A strategy based on increasing wood use in the economy is likely not their goal. They also fail to mention that the annual harvested plantation area is a marginal portion of the existing stock, meaning this stock remains a permanent carbon reservoir captured from the atmosphere over the last thirty to forty years. During this same period, these plantations have protected the soil from erosion.
Avoided impacts, it seems, are not on their radar. Forest plantations were established on eroded land (85–90% of current plantations), so comparisons of soil or biodiversity impacts should use bare, vegetation-deprived land as a reference—not native forests. Unless, of course, the intent is to selectively frame the impact.
Regarding wildfires, since 99.7% are caused by human actions, it is incorrect to blame trees for burning and thus releasing stored carbon. This is not an inherent attribute of plantations—it’s a highly debatable assumption to support their argument.
But even if we improbably attributed wildfire emissions to land cover type, half the annual burned area should be excluded from statistics, as plantations account for only 50% of burned land (the other 50% is other cover types). Additionally, intentionally burned areas—50% of wildfires in forest zones—should also be excluded. Thus, plantations are not net CO2 emitters, no matter how much the data is tortured to fit the authors’ narrative.
On native forest loss due to substitution, the column’s authors cite figures from the recent *Country Report: State of the Environment*, a periodic publication by the University of Chile’s Institute of Public Affairs. The report’s chapter on native forests states that between 2001–2019, native forest replacement by plantations totaled 136,103 hectares—far from the 450,000 hectares claimed by the column’s authors.
Of course, the authors may argue they never explicitly attributed all 450,000 hectares to plantations, but their wording is deliberately ambiguous. This is uncharacteristic of academics and more akin to activists sacrificing clarity to push a message.
Even the 136,103 hectares are debatable, as the same report states that between 2017–2019, native forest replacement by plantations was 16,982 hectares—an implausibly high figure.
Implausible because the National Forestry Corporation’s annual *Plantation Report* shows only 4,100 new hectares planted in the same period. How can 17,000 hectares of native forest be replaced by plantations if only 4,000 hectares were planted? The numbers, no matter how stretched, don’t add up.
Who is wrong? The National Forestry Corporation or the *Country Report* authors? Can such a large discrepancy exist? Can 17,000 hectares vanish in three years unnoticed by authorities?
Beyond being questionable, the substitution figures—and native forest loss data overall—cited enthusiastically (though selectively) from the University of Chile’s report ignore net balance.

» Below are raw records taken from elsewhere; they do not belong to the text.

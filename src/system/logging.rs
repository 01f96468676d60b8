//! Logging system initialization
//!
//! This module provides functions to initialize the tracing/logging system
//! based on application configuration.

use std::path::Path;
use tracing_appender::non_blocking::WorkerGuard;
use tracing_appender::rolling;
use tracing_subscriber::EnvFilter;

use crate::config::LoggingConfig;
use crate::errors::{ExporterError, Result};

/// Build the level filter; an unparsable level falls back to `info`.
pub fn build_filter(level: &str) -> EnvFilter {
    EnvFilter::try_new(level.trim().to_lowercase()).unwrap_or_else(|e| {
        eprintln!("[WARN] Invalid log level '{}': {}, using info", level, e);
        EnvFilter::new("info")
    })
}

/// Initialize logging system based on configuration
///
/// **Note**: This should be called only once during application startup,
/// after the configuration has been loaded.
///
/// # Returns
/// * `WorkerGuard` - Must be kept alive for the duration of the program
///   to ensure non-blocking log writes are flushed
pub fn init_logging(config: &LoggingConfig) -> Result<WorkerGuard> {
    let log_file = config.file.as_deref().filter(|f| !f.is_empty());

    // Create writer based on config
    let writer: Box<dyn std::io::Write + Send + Sync> = match log_file {
        Some(log_file) if config.enable_rotation => {
            // Use rolling log files
            let path = Path::new(log_file);
            let dir = path.parent().unwrap_or(Path::new("."));
            let filename = path
                .file_name()
                .and_then(|f| f.to_str())
                .unwrap_or("hrms-exporter.log");
            let appender = rolling::Builder::new()
                .rotation(rolling::Rotation::DAILY)
                .filename_prefix(filename.trim_end_matches(".log"))
                .filename_suffix("log")
                .max_log_files(config.max_backups.max(1) as usize)
                .build(dir)
                .map_err(|e| {
                    ExporterError::io(format!("failed to create rolling log appender: {}", e))
                })?;
            Box::new(appender)
        }
        Some(log_file) => {
            // Non-rotating, append to file
            let file = std::fs::OpenOptions::new()
                .create(true)
                .append(true)
                .open(log_file)?;
            Box::new(file)
        }
        None => Box::new(std::io::stdout()),
    };

    let (non_blocking_writer, guard) = tracing_appender::non_blocking(writer);

    let subscriber_builder = tracing_subscriber::fmt()
        .with_writer(non_blocking_writer)
        .with_env_filter(build_filter(&config.level))
        .with_level(true)
        .with_ansi(log_file.is_none());

    let installed = if config.format == "json" {
        subscriber_builder.json().try_init()
    } else {
        subscriber_builder.try_init()
    };
    installed.map_err(|e| ExporterError::config(format!("failed to install logger: {}", e)))?;

    Ok(guard)
}
//! System-level modules

pub mod logging;

pub use logging::init_logging;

What does this mean? The authors chose not to account for new forest areas, arguing these are mostly young regrowth failing to meet height and canopy thresholds for "native forest" classification, thus unable to offset losses of mature or advanced-growth forests.
This contradicts FAO’s global forest monitoring methodologies, which always consider net balance (subtracting gains from natural recovery from losses). Of course, media coverage highlighting only forest losses never includes this explanation—which would lower the figures.
Here, the authors’ 450,000 hectares would shrink. In fact, Leonardo Araya, a forestry engineer with extensive native forest expertise, estimated in his 2020 book *Half a Century of Public Conservation Policies in Chile* a net loss of 187,000 hectares and a recovery of 111,000 hectares over twenty years—far from the column’s claims.
These observations show that in debates about plantation impacts and their role in productive and environmental forestry, some start with bias, diligently publishing opaque, misleading figures to sway public opinion. But reality is more complex and cannot be portrayed by selectively choosing what to show and spinning the narrative.